I stare at her in shock. The hateful words don't sound like something she'd say. That's not the Mina I know. "You don't…mean that."

"Oh, I absolutely do," Mina says, her expression brittle. She gives me another shove, which is ridiculous, considering I'm enormous and she's so delicate. "You may have feelings for me but I don't love you, Crulden. You're just the monster. Remember the story I told you?" Her mouth twists. "No one loves the monster. Now get on the fucking ship and quit making a scene. I've got to get back to work."

She turns and storms away, and I just stare after her.

I feel as if I've been punched in the chest. Like someone's scooped all the air out of my lungs and left me hollowed out.

Mina doesn't care about me. She was using me. I'm a monster, just like she said…and she doesn't care about me. I'm useless to her now. I turn away from her, slowly. This doesn't feel real. I want to go back to my bunk, back to hiding under the blankets with Mina.
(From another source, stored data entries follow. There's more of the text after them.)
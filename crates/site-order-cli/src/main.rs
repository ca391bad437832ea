use std::path::PathBuf;

use anyhow::{anyhow, Result};
use clap::{Args, Parser, Subcommand};
use serde_json::Value;
use site_order_core::{Collection, RecordId};
use site_order_store_sqlite::SqliteStore;

const CLI_CONTRACT_VERSION: &str = "cli.v1";

#[derive(Debug, Parser)]
#[command(name = "sok")]
#[command(about = "Site order kernel CLI")]
struct Cli {
    #[arg(long, default_value = "./site_order.sqlite3")]
    db: PathBuf,

    #[command(subcommand)]
    command: Command,
}

#[derive(Debug, Subcommand)]
enum Command {
    Db {
        #[command(subcommand)]
        command: DbCommand,
    },
    Record {
        #[command(subcommand)]
        command: RecordCommand,
    },
    Order {
        #[command(subcommand)]
        command: OrderCommand,
    },
}

#[derive(Debug, Subcommand)]
enum DbCommand {
    SchemaVersion,
    Migrate(DbMigrateArgs),
    IntegrityCheck,
}

#[derive(Debug, Args)]
struct DbMigrateArgs {
    #[arg(long, default_value_t = false)]
    dry_run: bool,
}

#[derive(Debug, Subcommand)]
enum RecordCommand {
    Add(RecordAddArgs),
    List(CollectionArgs),
    Delete(RecordDeleteArgs),
}

#[derive(Debug, Args)]
struct CollectionArgs {
    #[arg(long)]
    collection: Collection,
}

#[derive(Debug, Args)]
struct RecordAddArgs {
    #[arg(long)]
    collection: Collection,
    #[arg(long)]
    title: String,
}

#[derive(Debug, Args)]
struct RecordDeleteArgs {
    #[arg(long)]
    collection: Collection,
    #[arg(long)]
    id: RecordId,
}

#[derive(Debug, Subcommand)]
enum OrderCommand {
    Reindex(ReindexArgs),
    Swap(SwapArgs),
    Compact(CollectionArgs),
    Check(CollectionArgs),
}

#[derive(Debug, Args)]
struct ReindexArgs {
    #[arg(long)]
    collection: Collection,
    /// Full ordered id list, comma separated.
    #[arg(long, value_delimiter = ',', required = true)]
    ids: Vec<RecordId>,
}

#[derive(Debug, Args)]
struct SwapArgs {
    #[arg(long)]
    collection: Collection,
    #[arg(long)]
    id1: RecordId,
    #[arg(long)]
    id2: RecordId,
}

fn with_contract_version(value: Value) -> Value {
    match value {
        Value::Object(mut object) => {
            object.insert(
                "contract_version".to_string(),
                Value::String(CLI_CONTRACT_VERSION.to_string()),
            );
            Value::Object(object)
        }
        other => serde_json::json!({
            "contract_version": CLI_CONTRACT_VERSION,
            "payload": other
        }),
    }
}

fn emit_json(value: Value) -> Result<()> {
    println!("{}", serde_json::to_string_pretty(&with_contract_version(value))?);
    Ok(())
}

fn main() -> Result<()> {
    let cli = Cli::parse();
    let mut store = SqliteStore::open(&cli.db)?;
    match cli.command {
        Command::Db { command } => run_db(command, &mut store),
        Command::Record { command } => {
            store.migrate()?;
            run_record(command, &mut store)
        }
        Command::Order { command } => {
            store.migrate()?;
            run_order(command, &mut store)
        }
    }
}

fn run_db(command: DbCommand, store: &mut SqliteStore) -> Result<()> {
    match command {
        DbCommand::SchemaVersion => run_db_schema_version(store),
        DbCommand::Migrate(args) => run_db_migrate(&args, store),
        DbCommand::IntegrityCheck => {
            let report = store.integrity_check()?;
            emit_json(serde_json::to_value(report)?)
        }
    }
}

fn run_db_schema_version(store: &SqliteStore) -> Result<()> {
    let status = store.schema_status()?;
    emit_json(serde_json::json!({
        "current_version": status.current_version,
        "target_version": status.target_version,
        "pending_versions": status.pending_versions,
        "up_to_date": status.pending_versions.is_empty(),
        "inferred_from_legacy": status.inferred_from_legacy
    }))
}

fn run_db_migrate(args: &DbMigrateArgs, store: &mut SqliteStore) -> Result<()> {
    let before = store.schema_status()?;
    if args.dry_run {
        emit_json(serde_json::json!({
            "dry_run": true,
            "current_version": before.current_version,
            "target_version": before.target_version,
            "would_apply_versions": before.pending_versions,
            "inferred_from_legacy": before.inferred_from_legacy
        }))?;
        return Ok(());
    }

    store.migrate()?;
    let after = store.schema_status()?;
    emit_json(serde_json::json!({
        "dry_run": false,
        "before_version": before.current_version,
        "applied_versions": before.pending_versions,
        "after_version": after.current_version,
        "target_version": after.target_version,
        "up_to_date": after.pending_versions.is_empty()
    }))
}

fn run_record(command: RecordCommand, store: &mut SqliteStore) -> Result<()> {
    match command {
        RecordCommand::Add(args) => {
            let record = store.create_record(args.collection, &args.title)?;
            emit_json(serde_json::to_value(record)?)
        }
        RecordCommand::List(args) => {
            let records = store.list_records(args.collection)?;
            emit_json(serde_json::json!({
                "collection": args.collection,
                "records": records
            }))
        }
        RecordCommand::Delete(args) => {
            if !store.delete_record(args.collection, args.id)? {
                return Err(anyhow!("{} record {} not found", args.collection.label(), args.id));
            }
            emit_json(serde_json::json!({
                "collection": args.collection,
                "deleted": args.id
            }))
        }
    }
}

fn run_order(command: OrderCommand, store: &mut SqliteStore) -> Result<()> {
    let (collection, changed) = match command {
        OrderCommand::Reindex(args) => {
            (args.collection, store.reindex(args.collection, &args.ids)?)
        }
        OrderCommand::Swap(args) => {
            (args.collection, store.swap_ranks(args.collection, args.id1, args.id2)?)
        }
        OrderCommand::Compact(args) => (args.collection, store.compact(args.collection)?),
        OrderCommand::Check(args) => {
            let report = store.order_report(args.collection)?;
            return emit_json(serde_json::json!({
                "collection": args.collection,
                "report": report
            }));
        }
    };

    emit_json(serde_json::json!({
        "collection": collection,
        "changed": changed
    }))
}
I'd turn around and go back to my cell on my own if it meant she'd be there, waiting.

But she's made it clear that I'm no good to her anymore.

The people waiting on me—the mesakkah, the pregnant human, all of them—give me strangely sympathetic looks. "Come along, Crulden," the female says, gesturing at the ship. "Won't you join us? We can explain everything on board."

And because I have nowhere else to go, I nod. Part of me wants to rage—to tear this female apart, to attack the guards watching me. To take my misery out on everyone around me. But it feels like too much effort. I feel defeated in my spirit, like I have nothing to live for if Mina isn't with me.

But she wants me to go on the ship with them, so I let them lead me forward.

It isn't until I'm shown my quarters—real quarters, as if I'm a real person and not a monster—that it starts to sink in. I'm free. I'm not a gladiator. I'm not Lord Sir's pet attacker. I'm not going to be doing round after round in the training arenas with other gladiators who want to tear a chunk out of my hide, or trainers that want to take their petty grievances out on me.

I look in the mirror in the lavatory and my reflection looks odd. It takes me a moment to realize that it's because I'm no longer wearing a slave collar. My throat is bare. Mina must have removed it when I was nearly under with the drugs.